WHAT THE EXERCISE ASKS: Reproduce the records starting at the line that contains "let mut pairs" and running to the last line, exactly and in full.

RECORDS FOR THIS EXERCISE:
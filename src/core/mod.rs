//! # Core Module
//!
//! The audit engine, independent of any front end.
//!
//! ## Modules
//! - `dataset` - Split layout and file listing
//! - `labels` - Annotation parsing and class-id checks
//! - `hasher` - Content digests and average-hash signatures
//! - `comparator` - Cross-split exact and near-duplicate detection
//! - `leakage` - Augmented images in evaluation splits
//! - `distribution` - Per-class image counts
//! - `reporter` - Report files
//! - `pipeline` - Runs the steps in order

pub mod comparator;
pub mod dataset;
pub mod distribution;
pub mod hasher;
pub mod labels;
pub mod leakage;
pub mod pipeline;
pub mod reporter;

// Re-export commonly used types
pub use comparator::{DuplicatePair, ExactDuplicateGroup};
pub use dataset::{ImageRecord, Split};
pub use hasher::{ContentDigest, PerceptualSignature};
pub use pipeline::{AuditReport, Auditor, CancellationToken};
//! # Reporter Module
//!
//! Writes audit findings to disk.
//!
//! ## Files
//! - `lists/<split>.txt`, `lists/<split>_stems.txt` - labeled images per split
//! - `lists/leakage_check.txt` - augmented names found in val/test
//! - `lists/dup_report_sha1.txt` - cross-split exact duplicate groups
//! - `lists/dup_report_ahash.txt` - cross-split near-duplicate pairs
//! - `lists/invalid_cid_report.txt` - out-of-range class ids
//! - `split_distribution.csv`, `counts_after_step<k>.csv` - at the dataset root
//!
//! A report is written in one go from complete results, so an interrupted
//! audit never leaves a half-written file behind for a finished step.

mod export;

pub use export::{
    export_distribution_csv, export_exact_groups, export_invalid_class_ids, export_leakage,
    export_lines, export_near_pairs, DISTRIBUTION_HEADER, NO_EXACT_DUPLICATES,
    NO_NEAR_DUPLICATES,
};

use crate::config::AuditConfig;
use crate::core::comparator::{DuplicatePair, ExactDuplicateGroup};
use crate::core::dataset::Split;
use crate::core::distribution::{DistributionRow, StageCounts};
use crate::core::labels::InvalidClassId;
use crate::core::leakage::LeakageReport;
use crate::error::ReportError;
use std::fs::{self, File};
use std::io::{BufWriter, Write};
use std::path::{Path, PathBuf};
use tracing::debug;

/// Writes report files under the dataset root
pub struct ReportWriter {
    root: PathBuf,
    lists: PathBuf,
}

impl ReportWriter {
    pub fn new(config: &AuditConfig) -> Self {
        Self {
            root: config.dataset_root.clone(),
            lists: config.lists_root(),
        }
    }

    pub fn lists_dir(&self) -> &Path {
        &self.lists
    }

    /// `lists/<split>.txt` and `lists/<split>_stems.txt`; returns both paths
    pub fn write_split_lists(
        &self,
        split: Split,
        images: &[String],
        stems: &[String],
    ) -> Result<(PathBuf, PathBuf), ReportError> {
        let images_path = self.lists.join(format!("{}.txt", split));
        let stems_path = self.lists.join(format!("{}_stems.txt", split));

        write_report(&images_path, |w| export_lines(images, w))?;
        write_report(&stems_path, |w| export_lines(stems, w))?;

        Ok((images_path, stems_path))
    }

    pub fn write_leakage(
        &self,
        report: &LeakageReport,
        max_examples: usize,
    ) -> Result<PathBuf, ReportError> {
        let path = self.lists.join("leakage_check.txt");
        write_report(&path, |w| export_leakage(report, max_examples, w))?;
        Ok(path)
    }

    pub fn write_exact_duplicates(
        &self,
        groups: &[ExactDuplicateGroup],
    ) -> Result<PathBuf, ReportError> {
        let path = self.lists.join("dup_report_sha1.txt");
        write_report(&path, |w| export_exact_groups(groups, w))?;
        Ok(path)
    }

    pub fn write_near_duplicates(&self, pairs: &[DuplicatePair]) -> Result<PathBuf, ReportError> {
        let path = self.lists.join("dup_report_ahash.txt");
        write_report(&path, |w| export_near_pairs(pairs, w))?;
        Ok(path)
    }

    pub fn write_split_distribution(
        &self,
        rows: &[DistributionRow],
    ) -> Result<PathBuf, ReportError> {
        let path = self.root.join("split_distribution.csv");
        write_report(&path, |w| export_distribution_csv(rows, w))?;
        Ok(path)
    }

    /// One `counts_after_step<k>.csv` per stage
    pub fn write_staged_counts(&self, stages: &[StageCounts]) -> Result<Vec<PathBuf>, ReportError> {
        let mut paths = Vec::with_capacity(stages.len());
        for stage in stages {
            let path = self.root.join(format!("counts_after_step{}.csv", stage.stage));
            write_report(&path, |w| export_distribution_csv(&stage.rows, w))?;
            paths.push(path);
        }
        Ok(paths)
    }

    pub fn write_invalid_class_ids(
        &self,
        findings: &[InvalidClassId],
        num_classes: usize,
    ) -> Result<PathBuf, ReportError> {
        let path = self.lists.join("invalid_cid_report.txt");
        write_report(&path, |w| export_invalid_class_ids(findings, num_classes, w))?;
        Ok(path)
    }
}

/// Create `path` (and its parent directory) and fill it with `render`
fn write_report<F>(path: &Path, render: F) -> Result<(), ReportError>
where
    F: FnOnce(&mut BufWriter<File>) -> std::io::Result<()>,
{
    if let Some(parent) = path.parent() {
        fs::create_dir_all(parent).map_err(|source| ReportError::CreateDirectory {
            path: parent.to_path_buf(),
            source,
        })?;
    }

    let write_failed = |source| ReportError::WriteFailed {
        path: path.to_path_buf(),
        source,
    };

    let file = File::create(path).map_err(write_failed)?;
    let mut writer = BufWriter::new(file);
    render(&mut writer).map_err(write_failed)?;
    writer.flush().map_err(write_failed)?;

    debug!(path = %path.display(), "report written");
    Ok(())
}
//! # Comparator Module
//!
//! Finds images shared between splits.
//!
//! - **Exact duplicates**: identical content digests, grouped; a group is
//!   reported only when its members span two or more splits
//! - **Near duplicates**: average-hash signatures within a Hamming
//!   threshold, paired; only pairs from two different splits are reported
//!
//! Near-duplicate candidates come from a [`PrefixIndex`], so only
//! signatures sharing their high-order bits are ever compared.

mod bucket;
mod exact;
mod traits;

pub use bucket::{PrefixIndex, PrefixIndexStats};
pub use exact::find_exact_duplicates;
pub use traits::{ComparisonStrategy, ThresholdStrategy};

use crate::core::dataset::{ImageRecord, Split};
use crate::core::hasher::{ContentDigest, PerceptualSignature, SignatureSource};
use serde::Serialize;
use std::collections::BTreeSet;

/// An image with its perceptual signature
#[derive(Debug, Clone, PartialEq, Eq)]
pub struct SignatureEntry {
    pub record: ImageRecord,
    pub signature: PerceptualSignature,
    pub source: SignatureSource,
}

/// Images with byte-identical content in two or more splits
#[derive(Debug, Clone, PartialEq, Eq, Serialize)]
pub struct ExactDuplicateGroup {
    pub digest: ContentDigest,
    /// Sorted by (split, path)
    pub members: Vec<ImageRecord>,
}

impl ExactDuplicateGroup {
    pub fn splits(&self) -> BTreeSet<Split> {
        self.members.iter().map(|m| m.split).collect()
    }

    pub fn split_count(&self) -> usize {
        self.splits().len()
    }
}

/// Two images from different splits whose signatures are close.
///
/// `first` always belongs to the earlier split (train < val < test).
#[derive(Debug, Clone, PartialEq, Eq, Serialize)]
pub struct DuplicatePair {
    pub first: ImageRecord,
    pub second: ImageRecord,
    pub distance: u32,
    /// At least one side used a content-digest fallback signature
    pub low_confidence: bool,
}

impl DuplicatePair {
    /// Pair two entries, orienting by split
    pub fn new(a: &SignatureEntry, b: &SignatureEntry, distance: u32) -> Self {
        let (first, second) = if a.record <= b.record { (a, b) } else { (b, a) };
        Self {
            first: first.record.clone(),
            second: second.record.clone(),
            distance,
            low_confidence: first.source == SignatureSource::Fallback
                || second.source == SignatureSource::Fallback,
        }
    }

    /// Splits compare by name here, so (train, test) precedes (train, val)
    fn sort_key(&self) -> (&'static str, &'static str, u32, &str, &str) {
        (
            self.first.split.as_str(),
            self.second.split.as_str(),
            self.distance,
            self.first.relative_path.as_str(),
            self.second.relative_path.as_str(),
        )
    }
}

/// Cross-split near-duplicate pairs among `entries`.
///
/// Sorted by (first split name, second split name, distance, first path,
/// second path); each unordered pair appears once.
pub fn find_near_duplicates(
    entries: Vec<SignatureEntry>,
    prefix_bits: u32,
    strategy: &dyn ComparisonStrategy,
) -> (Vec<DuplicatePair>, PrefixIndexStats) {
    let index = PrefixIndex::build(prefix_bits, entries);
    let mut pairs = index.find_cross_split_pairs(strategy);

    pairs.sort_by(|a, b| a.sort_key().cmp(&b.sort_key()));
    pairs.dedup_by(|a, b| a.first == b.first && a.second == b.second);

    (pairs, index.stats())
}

RESPONSE AREA:
    let mut pairs = index.find_cross_split_pairs(strategy);

    pairs.sort_by(|a, b| a.sort_key().cmp(&b.sort_key()));
    pairs.dedup_by(|a, b| a.first == b.first && a.second == b.second);

    (pairs, index.stats())
}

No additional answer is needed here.